[Task prompt]
The number of lines with the string "runtime" in the listing below is all that should be reported.

[Data to examine]

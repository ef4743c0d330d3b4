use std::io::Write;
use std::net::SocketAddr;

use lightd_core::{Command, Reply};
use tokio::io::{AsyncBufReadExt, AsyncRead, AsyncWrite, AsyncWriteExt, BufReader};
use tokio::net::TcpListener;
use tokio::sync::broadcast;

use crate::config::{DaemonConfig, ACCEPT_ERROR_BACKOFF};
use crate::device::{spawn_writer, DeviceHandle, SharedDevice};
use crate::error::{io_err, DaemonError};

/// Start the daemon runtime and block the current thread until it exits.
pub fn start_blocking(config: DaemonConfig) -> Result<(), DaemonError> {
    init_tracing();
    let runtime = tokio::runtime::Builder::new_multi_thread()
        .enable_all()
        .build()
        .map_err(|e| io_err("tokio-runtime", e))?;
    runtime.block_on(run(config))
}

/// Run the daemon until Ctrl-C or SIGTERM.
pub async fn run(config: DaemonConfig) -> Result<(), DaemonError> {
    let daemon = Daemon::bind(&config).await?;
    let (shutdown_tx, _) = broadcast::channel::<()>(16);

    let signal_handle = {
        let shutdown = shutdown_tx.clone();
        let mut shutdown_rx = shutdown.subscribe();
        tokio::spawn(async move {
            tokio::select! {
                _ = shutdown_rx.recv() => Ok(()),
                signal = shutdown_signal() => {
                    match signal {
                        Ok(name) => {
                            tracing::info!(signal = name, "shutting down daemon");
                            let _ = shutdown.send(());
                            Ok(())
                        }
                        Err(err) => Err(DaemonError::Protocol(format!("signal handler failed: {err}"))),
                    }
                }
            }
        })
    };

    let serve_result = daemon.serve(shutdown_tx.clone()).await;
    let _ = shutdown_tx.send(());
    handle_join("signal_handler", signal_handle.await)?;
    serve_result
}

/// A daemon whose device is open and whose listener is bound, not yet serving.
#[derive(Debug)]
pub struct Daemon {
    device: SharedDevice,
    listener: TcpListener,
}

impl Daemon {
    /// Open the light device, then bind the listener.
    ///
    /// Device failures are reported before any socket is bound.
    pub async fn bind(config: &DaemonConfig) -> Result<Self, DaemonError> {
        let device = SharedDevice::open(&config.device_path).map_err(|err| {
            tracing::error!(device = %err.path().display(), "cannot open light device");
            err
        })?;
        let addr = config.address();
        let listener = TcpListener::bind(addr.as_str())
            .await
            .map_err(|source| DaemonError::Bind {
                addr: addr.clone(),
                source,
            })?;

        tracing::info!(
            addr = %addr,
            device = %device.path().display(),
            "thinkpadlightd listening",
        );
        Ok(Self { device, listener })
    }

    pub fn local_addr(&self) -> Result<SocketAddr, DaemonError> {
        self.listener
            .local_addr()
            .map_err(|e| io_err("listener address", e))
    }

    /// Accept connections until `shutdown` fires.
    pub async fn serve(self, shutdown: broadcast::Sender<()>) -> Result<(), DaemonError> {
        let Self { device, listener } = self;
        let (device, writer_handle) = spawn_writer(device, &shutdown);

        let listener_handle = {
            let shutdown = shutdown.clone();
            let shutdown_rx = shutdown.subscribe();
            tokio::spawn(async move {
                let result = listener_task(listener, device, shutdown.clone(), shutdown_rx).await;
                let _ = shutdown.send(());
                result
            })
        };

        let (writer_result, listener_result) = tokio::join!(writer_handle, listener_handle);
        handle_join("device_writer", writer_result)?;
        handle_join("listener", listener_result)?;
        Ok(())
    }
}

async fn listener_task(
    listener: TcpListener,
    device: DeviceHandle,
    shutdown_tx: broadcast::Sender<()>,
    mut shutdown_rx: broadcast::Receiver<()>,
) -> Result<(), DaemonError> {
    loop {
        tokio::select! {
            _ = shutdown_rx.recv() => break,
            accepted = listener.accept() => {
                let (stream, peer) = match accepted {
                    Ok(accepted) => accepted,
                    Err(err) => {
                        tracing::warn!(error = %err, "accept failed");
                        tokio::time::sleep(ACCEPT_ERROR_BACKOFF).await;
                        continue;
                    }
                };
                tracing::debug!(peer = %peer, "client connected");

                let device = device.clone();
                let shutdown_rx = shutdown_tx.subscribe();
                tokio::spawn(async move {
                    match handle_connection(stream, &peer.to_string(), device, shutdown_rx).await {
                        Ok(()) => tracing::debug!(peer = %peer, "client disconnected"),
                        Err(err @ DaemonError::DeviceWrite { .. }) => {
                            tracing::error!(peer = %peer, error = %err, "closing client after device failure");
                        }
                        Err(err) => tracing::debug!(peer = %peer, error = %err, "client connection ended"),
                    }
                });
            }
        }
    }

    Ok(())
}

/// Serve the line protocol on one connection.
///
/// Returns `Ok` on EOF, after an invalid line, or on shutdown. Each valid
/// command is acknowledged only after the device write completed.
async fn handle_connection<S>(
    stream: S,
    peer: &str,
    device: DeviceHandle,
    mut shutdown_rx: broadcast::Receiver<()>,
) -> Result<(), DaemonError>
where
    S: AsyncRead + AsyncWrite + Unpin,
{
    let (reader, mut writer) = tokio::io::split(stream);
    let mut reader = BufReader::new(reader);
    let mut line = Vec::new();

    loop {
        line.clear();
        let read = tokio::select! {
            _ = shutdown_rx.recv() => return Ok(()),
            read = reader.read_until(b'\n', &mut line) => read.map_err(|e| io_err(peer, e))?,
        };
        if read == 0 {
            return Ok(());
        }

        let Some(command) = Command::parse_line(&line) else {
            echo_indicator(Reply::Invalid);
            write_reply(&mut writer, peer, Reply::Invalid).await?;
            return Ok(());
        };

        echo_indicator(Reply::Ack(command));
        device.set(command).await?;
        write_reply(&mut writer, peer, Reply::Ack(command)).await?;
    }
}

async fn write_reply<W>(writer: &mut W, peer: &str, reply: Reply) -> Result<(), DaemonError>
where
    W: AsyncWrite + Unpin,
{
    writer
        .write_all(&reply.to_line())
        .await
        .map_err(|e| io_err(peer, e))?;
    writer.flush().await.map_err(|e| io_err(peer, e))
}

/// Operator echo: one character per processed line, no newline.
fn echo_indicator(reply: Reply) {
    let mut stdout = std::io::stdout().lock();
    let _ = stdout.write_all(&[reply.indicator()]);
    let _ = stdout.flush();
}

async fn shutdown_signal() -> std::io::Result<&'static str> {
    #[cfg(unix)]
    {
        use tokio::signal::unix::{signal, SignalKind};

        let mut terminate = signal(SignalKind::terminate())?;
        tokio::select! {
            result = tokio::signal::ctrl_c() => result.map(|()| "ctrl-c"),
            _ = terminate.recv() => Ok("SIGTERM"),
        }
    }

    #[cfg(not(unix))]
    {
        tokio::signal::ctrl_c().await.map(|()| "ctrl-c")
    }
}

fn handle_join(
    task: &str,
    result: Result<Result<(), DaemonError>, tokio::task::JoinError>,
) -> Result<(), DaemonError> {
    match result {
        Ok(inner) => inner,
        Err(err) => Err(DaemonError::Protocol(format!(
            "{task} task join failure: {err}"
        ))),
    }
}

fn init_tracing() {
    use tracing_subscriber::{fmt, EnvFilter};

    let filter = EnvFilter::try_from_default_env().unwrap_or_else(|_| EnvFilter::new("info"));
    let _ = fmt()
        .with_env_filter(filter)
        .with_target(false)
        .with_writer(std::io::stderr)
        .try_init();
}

[Solution below]
4